**Collected data entries:**
============================================================
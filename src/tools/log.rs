/// Tool for toggling habit completions
///
/// This module implements the habit_toggle MCP tool: a day that is logged
/// becomes unlogged and vice versa.

use schemars::JsonSchema;
use serde::{Deserialize, Serialize};

use crate::domain::{compute_streaks, days_for_habit, DayKey};
use crate::storage::HabitFlowStore;
use crate::tools::{parse_habit_id, ToolContext, ToolError};

/// Parameters for toggling a habit completion
#[derive(Debug, Deserialize, JsonSchema)]
pub struct ToggleHabitParams {
    /// ID of the habit
    pub habit_id: String,
    /// Day to toggle as YYYY-MM-DD or an RFC 3339 timestamp (defaults to today)
    pub date: Option<String>,
}

/// Response from toggling a habit
#[derive(Debug, Serialize)]
pub struct ToggleHabitResponse {
    /// Whether the day is logged after the toggle
    pub completed: bool,
    pub date: DayKey,
    pub current_streak: u32,
    pub longest_streak: u32,
    pub message: String,
}

/// Flip the completion state of a habit on one day
///
/// Reads the current state, then deletes or inserts. There is no
/// transaction around the two steps; concurrent toggles of the same day can
/// race, and the unique (habit, day) index keeps duplicates out.
pub fn toggle_habit<S: HabitFlowStore>(
    ctx: &ToolContext<'_, S>,
    params: ToggleHabitParams,
) -> Result<ToggleHabitResponse, ToolError> {
    let habit_id = parse_habit_id(&params.habit_id)?;
    let habit = ctx.storage.get_habit(ctx.user, &habit_id)?;

    let today = ctx.analytics.today();
    let day = match params.date.as_deref() {
        Some(raw) => ctx.analytics.zone().parse_day(raw)?,
        None => today,
    };

    let completed = match ctx.storage.find_log(&habit_id, day)? {
        Some(existing) => {
            ctx.storage.delete_log(&existing.id)?;
            false
        }
        None => {
            ctx.storage.upsert_log(&habit_id, day)?;
            true
        }
    };

    let logs = ctx.storage.list_logs(ctx.user)?;
    let streaks = compute_streaks(days_for_habit(&logs, &habit_id), today);

    tracing::debug!(
        "Toggled habit {} on {}: completed={}",
        habit_id,
        day,
        completed
    );

    let message = if completed {
        format!(
            "🔥 Logged '{}' for {}! {}",
            habit.name,
            day,
            streaks.motivational_message()
        )
    } else {
        format!(
            "↩️ Unlogged '{}' for {}. Current streak: {} day{}",
            habit.name,
            day,
            streaks.current,
            if streaks.current == 1 { "" } else { "s" }
        )
    };

    Ok(ToggleHabitResponse {
        completed,
        date: day,
        current_streak: streaks.current,
        longest_streak: streaks.longest,
        message,
    })
}
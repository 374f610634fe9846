/// Tool for the dashboard overview
///
/// This module implements the dashboard MCP tool: today's progress, the best
/// running streak and how many books are being read.

use schemars::JsonSchema;
use serde::{Deserialize, Serialize};

use crate::analytics::DashboardSummary;
use crate::domain::HabitWithStats;
use crate::storage::HabitFlowStore;
use crate::tools::{ToolContext, ToolError};

#[derive(Debug, Default, Deserialize, JsonSchema)]
pub struct DashboardParams {}

#[derive(Debug, Serialize)]
pub struct DashboardResponse {
    pub summary: DashboardSummary,
    pub habits: Vec<HabitWithStats>,
    pub message: String,
}

pub fn get_dashboard<S: HabitFlowStore>(
    ctx: &ToolContext<'_, S>,
    _params: DashboardParams,
) -> Result<DashboardResponse, ToolError> {
    let today = ctx.analytics.today();
    let habits = ctx.storage.list_habits(ctx.user)?;
    let logs = ctx.storage.list_logs(ctx.user)?;
    let books = ctx.storage.list_books(ctx.user, None)?;

    let habits = ctx.analytics.habits_with_stats(habits, &logs, today);
    let summary = ctx.analytics.dashboard(&habits, &books);

    let mut message = format!(
        "📊 **Dashboard for {}**\n\
         - Completed today: {}/{}\n\
         - Best current streak: {} days\n\
         - Books in progress: {}",
        today,
        summary.completed_today,
        summary.total_habits,
        summary.best_current_streak,
        summary.reading_books
    );

    let pending: Vec<&str> = habits
        .iter()
        .filter(|h| !h.completed_today)
        .map(|h| h.habit.name.as_str())
        .collect();
    if !pending.is_empty() {
        message.push_str(&format!("\n\nStill to do today: {}", pending.join(", ")));
    }

    Ok(DashboardResponse {
        summary,
        habits,
        message,
    })
}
============================================================
**PROBLEM DESCRIPTION:** Repeat the data word for word, leaving out no line.

**ANSWER TO THIS PROBLEM:**
filename src/tools/log.rs
/// Tool for toggling habit completions
///
/// This module implements the habit_toggle MCP tool: a day that is logged
/// becomes unlogged and vice versa.

use schemars::JsonSchema;
use serde::{Deserialize, Serialize};

use crate::domain::{compute_streaks, days_for_habit, DayKey};
use crate::storage::HabitFlowStore;
use crate::tools::{parse_habit_id, ToolContext, ToolError};

/// Parameters for toggling a habit completion
#[derive(Debug, Deserialize, JsonSchema)]
pub struct ToggleHabitParams {
    /// ID of the habit
    pub habit_id: String,
    /// Day to toggle as YYYY-MM-DD or an RFC 3339 timestamp (defaults to today)
    pub date: Option<String>,
}

/// Response from toggling a habit
#[derive(Debug, Serialize)]
pub struct ToggleHabitResponse {
    /// Whether the day is logged after the toggle
    pub completed: bool,
    pub date: DayKey,
    pub current_streak: u32,
    pub longest_streak: u32,
    pub message: String,
}

/// Flip the completion state of a habit on one day
///
/// Reads the current state, then deletes or inserts. There is no
/// transaction around the two steps; concurrent toggles of the same day can
/// race, and the unique (habit, day) index keeps duplicates out.
pub fn toggle_habit<S: HabitFlowStore>(
    ctx: &ToolContext<'_, S>,
    params: ToggleHabitParams,
) -> Result<ToggleHabitResponse, ToolError> {
    let habit_id = parse_habit_id(&params.habit_id)?;
    let habit = ctx.storage.get_habit(ctx.user, &habit_id)?;

    let today = ctx.analytics.today();
    let day = match params.date.as_deref() {
        Some(raw) => ctx.analytics.zone().parse_day(raw)?,
        None => today,
    };

    let completed = match ctx.storage.find_log(&habit_id, day)? {
        Some(existing) => {
            ctx.storage.delete_log(&existing.id)?;
            false
        }
        None => {
            ctx.storage.upsert_log(&habit_id, day)?;
            true
        }
    };

    let logs = ctx.storage.list_logs(ctx.user)?;
    let streaks = compute_streaks(days_for_habit(&logs, &habit_id), today);

    tracing::debug!(
        "Toggled habit {} on {}: completed={}",
        habit_id,
        day,
        completed
    );

    let message = if completed {
        format!(
            "🔥 Logged '{}' for {}! {}",
            habit.name,
            day,
            streaks.motivational_message()
        )
    } else {
        format!(
            "↩️ Unlogged '{}' for {}. Current streak: {} day{}",
            habit.name,
            day,
            streaks.current,
            if streaks.current == 1 { "" } else { "s" }
        )
    };

    Ok(ToggleHabitResponse {
        completed,
        date: day,
        current_streak: streaks.current,
        longest_streak: streaks.longest,
        message,
    })
}
repository 374f610634fe9846
/// Tool for the dashboard overview
///
/// This module implements the dashboard MCP tool: today's progress, the best
/// running streak and how many books are being read.

use schemars::JsonSchema;
use serde::{Deserialize, Serialize};

use crate::analytics::DashboardSummary;
use crate::domain::HabitWithStats;
use crate::storage::HabitFlowStore;
use crate::tools::{ToolContext, ToolError};

#[derive(Debug, Default, Deserialize, JsonSchema)]
pub struct DashboardParams {}

#[derive(Debug, Serialize)]
pub struct DashboardResponse {
    pub summary: DashboardSummary,
    pub habits: Vec<HabitWithStats>,
    pub message: String,
}

pub fn get_dashboard<S: HabitFlowStore>(
    ctx: &ToolContext<'_, S>,
    _params: DashboardParams,
) -> Result<DashboardResponse, ToolError> {
    let today = ctx.analytics.today();
    let habits = ctx.storage.list_habits(ctx.user)?;
    let logs = ctx.storage.list_logs(ctx.user)?;
    let books = ctx.storage.list_books(ctx.user, None)?;

    let habits = ctx.analytics.habits_with_stats(habits, &logs, today);
    let summary = ctx.analytics.dashboard(&habits, &books);

    let mut message = format!(
        "📊 **Dashboard for {}**\n\
         - Completed today: {}/{}\n\
         - Best current streak: {} days\n\
         - Books in progress: {}",
        today,
        summary.completed_today,
        summary.total_habits,
        summary.best_current_streak,
        summary.reading_books
    );

    let pending: Vec<&str> = habits
        .iter()
        .filter(|h| !h.completed_today)
        .map(|h| h.habit.name.as_str())
        .collect();
    if !pending.is_empty() {
        message.push_str(&format!("\n\nStill to do today: {}", pending.join(", ")));
    }

    Ok(DashboardResponse {
        summary,
        habits,
        message,
    })
}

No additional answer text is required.